Sunday, September 30, 2007

Hog Island Oysters

Oysters grow in sea water, but require relatively still water rather than crashing ocean waves to mature. Luckily we live only an hour's drive from Tomales Bay, an inlet protected by the Point Reyes Peninsula, perfect for raising fine oysters. Heading straight to the source on a gorgeous day, we sampled three types, Hog Island Kumamotos, Hog Island Small Sweetwaters, and Tomales Bay Oyster Co's Medium Pacifics. The Kumamotos are a specialty of the Hog Island Oyster Company, small, about four can fit in the palm of an average hand, with a creamy flavor, slight sweetness and a neutral brine in each little shell. I've never tried to bbq these as they are just too small and delicate tasting for the grill. They are great with a little bit of mignonette sauce or just plain. We also enjoyed the Small Sweetwater Oysters from Hog Island, these are about twice the size of the Kumi's, filled with a saltier brine, but the oyster meat itself is sweeter. Again, the smalls are also too small for bbq'ing.

Left are small and extra small sweetwaters, Right is a bag of fifty kumamotos.

Barbequing at Tomales Bay provides some hot food to balance the chilled raw oysters. Tomales Bay Co's Pacific Oysters are great for grilling. The medium is just the right size, enough for one big bite. They are large and meaty enough to stand up to a fire, but not so gigantic that they are fleshy and flavorless. A few minutes on the grill and they pop open, a minute more and the meat is juicy and tender cooked in its own brine.

Nothing beats eating oysters at the source and shucking them yourself while enjoying a view of Tomales Bay with other oyster fans.

Left is a Hog Island Small Sweetwater and Right are five Hog Island Kumamotos.

I brought home some kumamotos and had them the next day. They can be stored in a cooler on ice so long as they are not sitting in melt water.

Saturday, September 29, 2007


Shalizaar has been open at this new location in Belmont for less than two weeks. The building seems entirely brand new, the floor, the bar and furniture is upscale and that's also reflected in the menu prices. At lunch hour, the dress was business casual to semi-formal and the service was excellent. Every table was taken and the bar was only place to eat without a reservation.
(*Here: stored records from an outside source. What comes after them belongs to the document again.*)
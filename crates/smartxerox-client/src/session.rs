// SPDX-License-Identifier: PMPL-1.0-or-later
// Copyright (c) 2026 Jonathan D.A. Jewell (hyperpolymath) <jonathan.jewell@open.ac.uk>
//
// Local session: the single signed-in profile, persisted as one JSON document.

use std::path::{Path, PathBuf};
use std::sync::{Arc, Mutex, PoisonError};

use smartxerox_core::UserProfile;
use smartxerox_core::error::{Result, ShopError};
use tracing::{debug, info, warn};

/// Storage key of the persisted profile.
pub const SESSION_KEY: &str = "sx_user";

/// Durable storage for the signed-in profile.
#[derive(Debug, Clone)]
pub struct SessionStore {
    path: PathBuf,
}

impl SessionStore {
    /// Store the session as `sx_user.json` inside `dir`.
    pub fn in_dir(dir: impl AsRef<Path>) -> Self {
        Self {
            path: dir.as_ref().join(format!("{SESSION_KEY}.json")),
        }
    }

    pub fn path(&self) -> &Path {
        &self.path
    }

    /// The persisted profile, or `None` when absent or unreadable.
    pub fn load(&self) -> Option<UserProfile> {
        let data = match std::fs::read_to_string(&self.path) {
            Ok(data) => data,
            Err(e) if e.kind() == std::io::ErrorKind::NotFound => return None,
            Err(e) => {
                warn!(path = %self.path.display(), error = %e, "session unreadable, treating as signed out");
                return None;
            }
        };

        match serde_json::from_str::<UserProfile>(&data) {
            Ok(profile) => Some(profile),
            Err(e) => {
                warn!(path = %self.path.display(), error = %e, "session malformed, treating as signed out");
                None
            }
        }
    }

    /// Persist `profile`, replacing whatever was stored.
    pub fn save(&self, profile: &UserProfile) -> Result<()> {
        if let Some(parent) = self.path.parent() {
            std::fs::create_dir_all(parent)?;
        }
        let json = serde_json::to_string(profile)?;
        let tmp = self.path.with_extension("json.tmp");
        std::fs::write(&tmp, json)?;
        std::fs::rename(&tmp, &self.path)
            .map_err(|e| ShopError::Session(format!("could not replace session file: {e}")))?;
        debug!(path = %self.path.display(), "session saved");
        Ok(())
    }

    /// Remove the persisted profile. Clearing an empty store is fine.
    pub fn clear(&self) -> Result<()> {
        match std::fs::remove_file(&self.path) {
            Ok(()) => Ok(()),
            Err(e) if e.kind() == std::io::ErrorKind::NotFound => Ok(()),
            Err(e) => Err(e.into()),
        }
    }
}

/// The session shared by every service.
///
/// Lifecycle: [`init`](Self::init) loads from storage, [`establish`](Self::establish)
/// adopts a profile after sign-in, [`teardown`](Self::teardown) clears it on
/// logout. The lock is only held for the synchronous step itself, never
/// across an `.await`.
#[derive(Debug, Clone)]
pub struct SessionContext {
    store: Arc<SessionStore>,
    current: Arc<Mutex<Option<UserProfile>>>,
}

impl SessionContext {
    pub fn init(store: SessionStore) -> Self {
        let current = store.load();
        info!(signed_in = current.is_some(), "session loaded");
        Self {
            store: Arc::new(store),
            current: Arc::new(Mutex::new(current)),
        }
    }

    pub fn current(&self) -> Option<UserProfile> {
        self.current
            .lock()
            .unwrap_or_else(PoisonError::into_inner)
            .clone()
    }

    pub fn is_signed_in(&self) -> bool {
        self.current
            .lock()
            .unwrap_or_else(PoisonError::into_inner)
            .is_some()
    }

    /// Adopt `profile` for this run and persist it. The in-memory session is
    /// replaced even if persisting fails.
    pub fn establish(&self, profile: UserProfile) -> Result<()> {
        let saved = self.store.save(&profile);
        info!(user_id = %profile.id, "session established");
        *self.current.lock().unwrap_or_else(PoisonError::into_inner) = Some(profile);
        saved
    }

    /// Remove the persisted profile, then forget it for this run. When the
    /// file cannot be removed the session stays signed in and the error is
    /// returned, so memory never disagrees with the next launch.
    pub fn teardown(&self) -> Result<()> {
        self.store.clear()?;
        *self.current.lock().unwrap_or_else(PoisonError::into_inner) = None;
        info!("session cleared");
        Ok(())
    }

    pub fn store(&self) -> &SessionStore {
        &self.store
    }
}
Once seated, I received a basket of good quality walnuts, with a slice of feta and a mix of mint and basil. Soon thereafter warm pita bread from the wood fired oven arrived. According to the host the most popular starter is the Kashk-e-Bademjan, pureed eggplant and garlic, topped with mint and kashk. A huge serving of this came out and struck me as good, but nothing particularly special. On the other hand the Shishlik, marinated lamb chops were excellent, the marinade gave the meat a slight sourness which matched well against the salty caramelized edges of the chops. Dispensing with formality, I ate them like lamb lollipops. The meat was juicy and soft, though it still required a knife to cut rather than falling off the bone. The rice was particularly good. Later, I noticed that the menu offered several variations of rice, so rice is something they pay attention to, rather than just a plate filler. I'd come back again for a nice dinner, though I can't say that it's the best quality to price values out there.

300 El Camino in Belmont

Friday, September 28, 2007

Harmony Frozen Yogurt

Harmony in San Carlos is yet another yogurt place to jump on the Pinkberry craze. They use Straus Organic Yogurt and you can really taste the difference in the quality. It is thick and creamy. It tastes very natural and somewhat like sweetened sour cream, but not as tangy. The toppings are similar to those at the other Pinkberry knockoffs, but I noticed that several of the fruits are fruit in a syrup rather than just chopped up fresh fruit. For example, Yogurt Bar has fresh raspberries, while Harmony has a raspberries in syrup that looks like a chunky sauce. Don't know how it tastes, because I went with the classic plain yogurt and strawberry.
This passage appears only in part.